• [TO DO]:
Up to and including the line containing "const MIN_TICK_MS: u64 = 120;", set down each line of the entries below exactly, starting from the first, and leave out the rest.

[DATA FOR THIS TASK Boundary: Start]

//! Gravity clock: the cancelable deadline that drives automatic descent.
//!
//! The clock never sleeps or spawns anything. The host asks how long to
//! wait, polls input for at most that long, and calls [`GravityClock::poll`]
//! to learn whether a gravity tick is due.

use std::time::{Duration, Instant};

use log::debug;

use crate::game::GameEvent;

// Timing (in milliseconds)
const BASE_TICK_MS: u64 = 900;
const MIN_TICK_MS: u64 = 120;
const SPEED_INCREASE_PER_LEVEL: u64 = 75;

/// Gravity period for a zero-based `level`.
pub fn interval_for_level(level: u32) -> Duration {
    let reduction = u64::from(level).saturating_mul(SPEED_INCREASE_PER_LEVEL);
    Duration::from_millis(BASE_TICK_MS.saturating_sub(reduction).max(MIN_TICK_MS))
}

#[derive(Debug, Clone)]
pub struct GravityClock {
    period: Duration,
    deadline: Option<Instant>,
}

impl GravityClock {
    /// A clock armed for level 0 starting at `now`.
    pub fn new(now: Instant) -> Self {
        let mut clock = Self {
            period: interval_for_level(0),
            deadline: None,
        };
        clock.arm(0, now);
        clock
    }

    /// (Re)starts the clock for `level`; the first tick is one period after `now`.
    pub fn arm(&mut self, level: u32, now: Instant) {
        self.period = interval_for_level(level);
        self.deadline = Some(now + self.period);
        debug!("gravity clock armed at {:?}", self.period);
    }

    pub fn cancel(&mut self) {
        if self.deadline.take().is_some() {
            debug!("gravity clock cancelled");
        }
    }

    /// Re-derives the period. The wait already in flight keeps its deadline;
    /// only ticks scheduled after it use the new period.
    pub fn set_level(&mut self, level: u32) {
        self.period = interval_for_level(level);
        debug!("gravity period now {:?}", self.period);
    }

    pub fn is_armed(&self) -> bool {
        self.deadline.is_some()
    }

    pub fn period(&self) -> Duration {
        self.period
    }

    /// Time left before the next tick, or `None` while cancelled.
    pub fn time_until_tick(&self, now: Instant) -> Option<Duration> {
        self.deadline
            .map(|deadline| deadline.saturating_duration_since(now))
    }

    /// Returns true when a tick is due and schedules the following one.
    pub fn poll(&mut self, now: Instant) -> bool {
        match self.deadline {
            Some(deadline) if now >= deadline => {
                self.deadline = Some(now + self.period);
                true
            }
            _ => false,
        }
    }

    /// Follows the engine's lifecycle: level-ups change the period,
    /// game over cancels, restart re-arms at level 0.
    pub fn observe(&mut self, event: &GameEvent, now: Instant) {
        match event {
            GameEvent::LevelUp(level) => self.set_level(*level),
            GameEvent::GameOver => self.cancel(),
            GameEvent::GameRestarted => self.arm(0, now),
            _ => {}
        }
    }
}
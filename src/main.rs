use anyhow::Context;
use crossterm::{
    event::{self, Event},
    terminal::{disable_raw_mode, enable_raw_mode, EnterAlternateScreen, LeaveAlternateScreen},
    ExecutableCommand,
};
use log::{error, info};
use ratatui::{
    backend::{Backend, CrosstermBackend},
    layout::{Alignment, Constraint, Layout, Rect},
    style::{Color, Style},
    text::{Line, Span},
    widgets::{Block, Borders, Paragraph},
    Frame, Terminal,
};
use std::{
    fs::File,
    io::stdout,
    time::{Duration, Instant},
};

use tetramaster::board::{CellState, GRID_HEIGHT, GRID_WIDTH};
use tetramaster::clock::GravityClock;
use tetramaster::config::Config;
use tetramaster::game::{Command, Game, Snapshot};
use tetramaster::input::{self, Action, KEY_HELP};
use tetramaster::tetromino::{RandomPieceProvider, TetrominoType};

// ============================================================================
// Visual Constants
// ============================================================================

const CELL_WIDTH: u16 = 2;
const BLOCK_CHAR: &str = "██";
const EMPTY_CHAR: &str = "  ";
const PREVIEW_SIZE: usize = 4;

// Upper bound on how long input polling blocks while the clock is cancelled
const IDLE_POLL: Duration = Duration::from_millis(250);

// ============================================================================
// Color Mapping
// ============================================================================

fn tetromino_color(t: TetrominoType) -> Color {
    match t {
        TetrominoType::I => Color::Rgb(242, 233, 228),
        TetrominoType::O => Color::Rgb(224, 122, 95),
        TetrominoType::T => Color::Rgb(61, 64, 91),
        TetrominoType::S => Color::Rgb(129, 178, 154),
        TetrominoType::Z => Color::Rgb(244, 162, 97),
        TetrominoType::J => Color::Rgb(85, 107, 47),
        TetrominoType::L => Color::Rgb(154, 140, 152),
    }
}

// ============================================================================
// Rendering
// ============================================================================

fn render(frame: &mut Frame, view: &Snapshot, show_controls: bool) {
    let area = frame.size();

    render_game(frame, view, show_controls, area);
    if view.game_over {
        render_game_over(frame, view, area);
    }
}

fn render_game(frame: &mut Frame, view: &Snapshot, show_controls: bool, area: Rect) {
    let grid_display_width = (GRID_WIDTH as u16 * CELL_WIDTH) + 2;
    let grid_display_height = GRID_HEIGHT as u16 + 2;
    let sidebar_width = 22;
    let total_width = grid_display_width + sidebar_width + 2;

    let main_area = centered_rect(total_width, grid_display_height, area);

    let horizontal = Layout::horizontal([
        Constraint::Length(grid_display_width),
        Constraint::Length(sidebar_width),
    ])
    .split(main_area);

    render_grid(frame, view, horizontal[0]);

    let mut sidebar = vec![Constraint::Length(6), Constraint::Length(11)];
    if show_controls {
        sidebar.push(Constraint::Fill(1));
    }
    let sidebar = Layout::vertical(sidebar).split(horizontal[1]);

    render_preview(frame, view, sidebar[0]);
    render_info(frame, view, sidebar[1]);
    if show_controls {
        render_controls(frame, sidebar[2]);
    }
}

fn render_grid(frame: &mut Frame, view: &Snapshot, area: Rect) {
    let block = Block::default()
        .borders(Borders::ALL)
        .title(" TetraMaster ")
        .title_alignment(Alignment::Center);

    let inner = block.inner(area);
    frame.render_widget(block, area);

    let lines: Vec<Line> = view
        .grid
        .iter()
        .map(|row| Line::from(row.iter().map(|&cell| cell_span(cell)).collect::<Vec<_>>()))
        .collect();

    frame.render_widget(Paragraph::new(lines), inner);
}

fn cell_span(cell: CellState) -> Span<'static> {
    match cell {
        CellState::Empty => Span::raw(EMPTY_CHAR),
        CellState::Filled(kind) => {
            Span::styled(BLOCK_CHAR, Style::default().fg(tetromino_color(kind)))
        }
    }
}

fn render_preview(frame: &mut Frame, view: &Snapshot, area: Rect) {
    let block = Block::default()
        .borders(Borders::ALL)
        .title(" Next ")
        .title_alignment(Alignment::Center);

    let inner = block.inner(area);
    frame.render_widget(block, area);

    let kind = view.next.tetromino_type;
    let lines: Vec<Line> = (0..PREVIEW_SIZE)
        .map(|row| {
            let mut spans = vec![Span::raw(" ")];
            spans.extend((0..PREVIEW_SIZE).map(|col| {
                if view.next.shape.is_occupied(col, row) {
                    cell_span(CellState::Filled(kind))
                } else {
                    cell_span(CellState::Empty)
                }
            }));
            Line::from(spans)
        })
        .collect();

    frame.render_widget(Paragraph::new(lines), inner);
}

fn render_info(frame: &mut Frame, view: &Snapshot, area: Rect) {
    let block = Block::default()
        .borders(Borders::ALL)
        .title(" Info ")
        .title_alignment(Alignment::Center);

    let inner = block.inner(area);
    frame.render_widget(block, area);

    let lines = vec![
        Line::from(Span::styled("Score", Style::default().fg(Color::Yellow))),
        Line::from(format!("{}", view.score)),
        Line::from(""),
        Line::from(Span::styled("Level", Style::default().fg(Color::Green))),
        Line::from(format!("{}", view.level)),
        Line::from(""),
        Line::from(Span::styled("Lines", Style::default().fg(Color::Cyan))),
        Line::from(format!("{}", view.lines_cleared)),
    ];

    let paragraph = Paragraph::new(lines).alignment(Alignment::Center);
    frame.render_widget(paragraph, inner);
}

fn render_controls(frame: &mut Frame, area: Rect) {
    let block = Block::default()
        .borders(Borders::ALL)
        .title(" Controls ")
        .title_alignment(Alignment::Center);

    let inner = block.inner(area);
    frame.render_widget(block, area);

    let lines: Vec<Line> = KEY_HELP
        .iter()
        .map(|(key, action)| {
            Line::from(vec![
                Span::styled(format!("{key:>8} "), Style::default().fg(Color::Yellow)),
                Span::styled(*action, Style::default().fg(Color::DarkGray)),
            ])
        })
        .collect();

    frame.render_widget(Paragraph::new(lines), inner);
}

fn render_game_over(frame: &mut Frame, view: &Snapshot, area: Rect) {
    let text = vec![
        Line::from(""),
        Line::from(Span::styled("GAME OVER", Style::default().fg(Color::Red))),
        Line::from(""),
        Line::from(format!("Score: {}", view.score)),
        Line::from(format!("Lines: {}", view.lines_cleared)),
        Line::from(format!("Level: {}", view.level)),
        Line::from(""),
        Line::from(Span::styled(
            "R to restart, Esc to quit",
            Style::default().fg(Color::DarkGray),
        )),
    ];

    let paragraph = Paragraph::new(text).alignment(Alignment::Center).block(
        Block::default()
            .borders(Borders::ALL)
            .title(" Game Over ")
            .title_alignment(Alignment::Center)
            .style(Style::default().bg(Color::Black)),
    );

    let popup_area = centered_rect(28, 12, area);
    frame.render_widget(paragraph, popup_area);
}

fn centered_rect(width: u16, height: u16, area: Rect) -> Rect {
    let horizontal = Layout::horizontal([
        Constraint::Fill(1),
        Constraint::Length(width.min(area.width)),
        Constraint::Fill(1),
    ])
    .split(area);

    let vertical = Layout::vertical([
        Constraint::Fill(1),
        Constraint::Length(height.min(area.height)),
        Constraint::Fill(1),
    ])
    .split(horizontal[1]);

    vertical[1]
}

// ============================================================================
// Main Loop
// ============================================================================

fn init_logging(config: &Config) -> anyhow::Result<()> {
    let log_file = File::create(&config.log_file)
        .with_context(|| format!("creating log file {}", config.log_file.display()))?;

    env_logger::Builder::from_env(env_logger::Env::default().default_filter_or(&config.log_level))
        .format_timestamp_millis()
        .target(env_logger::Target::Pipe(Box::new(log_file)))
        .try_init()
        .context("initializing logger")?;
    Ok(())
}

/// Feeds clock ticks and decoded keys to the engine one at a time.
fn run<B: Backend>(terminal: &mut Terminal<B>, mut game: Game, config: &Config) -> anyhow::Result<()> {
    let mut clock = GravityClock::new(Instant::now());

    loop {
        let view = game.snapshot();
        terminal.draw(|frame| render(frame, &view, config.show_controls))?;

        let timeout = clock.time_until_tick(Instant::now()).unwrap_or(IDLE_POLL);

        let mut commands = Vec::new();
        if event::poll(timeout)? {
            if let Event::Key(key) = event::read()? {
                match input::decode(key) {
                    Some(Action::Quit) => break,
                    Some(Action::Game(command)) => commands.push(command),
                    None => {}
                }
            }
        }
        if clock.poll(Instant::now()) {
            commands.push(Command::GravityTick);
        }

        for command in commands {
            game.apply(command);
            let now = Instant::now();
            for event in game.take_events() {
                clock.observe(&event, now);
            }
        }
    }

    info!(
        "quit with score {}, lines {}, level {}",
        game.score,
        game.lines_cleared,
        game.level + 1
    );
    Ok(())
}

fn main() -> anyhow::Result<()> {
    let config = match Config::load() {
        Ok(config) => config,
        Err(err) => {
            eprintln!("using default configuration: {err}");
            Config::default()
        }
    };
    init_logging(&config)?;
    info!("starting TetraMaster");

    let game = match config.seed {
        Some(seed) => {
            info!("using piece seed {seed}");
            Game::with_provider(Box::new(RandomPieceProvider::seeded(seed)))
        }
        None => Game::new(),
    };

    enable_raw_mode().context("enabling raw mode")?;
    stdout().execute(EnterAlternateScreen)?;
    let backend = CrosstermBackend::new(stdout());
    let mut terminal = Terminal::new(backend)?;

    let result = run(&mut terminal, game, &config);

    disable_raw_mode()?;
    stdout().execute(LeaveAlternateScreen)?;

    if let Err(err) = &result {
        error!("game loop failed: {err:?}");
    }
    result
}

[DATA FOR THIS TASK Boundary: End]

• [RESULT OF THE EXERCISE]:
//! Gravity clock: the cancelable deadline that drives automatic descent.
//!
//! The clock never sleeps or spawns anything. The host asks how long to
//! wait, polls input for at most that long, and calls [`GravityClock::poll`]
//! to learn whether a gravity tick is due.

use std::time::{Duration, Instant};

use log::debug;

use crate::game::GameEvent;

// Timing (in milliseconds)
const BASE_TICK_MS: u64 = 900;
const MIN_TICK_MS: u64 = 120;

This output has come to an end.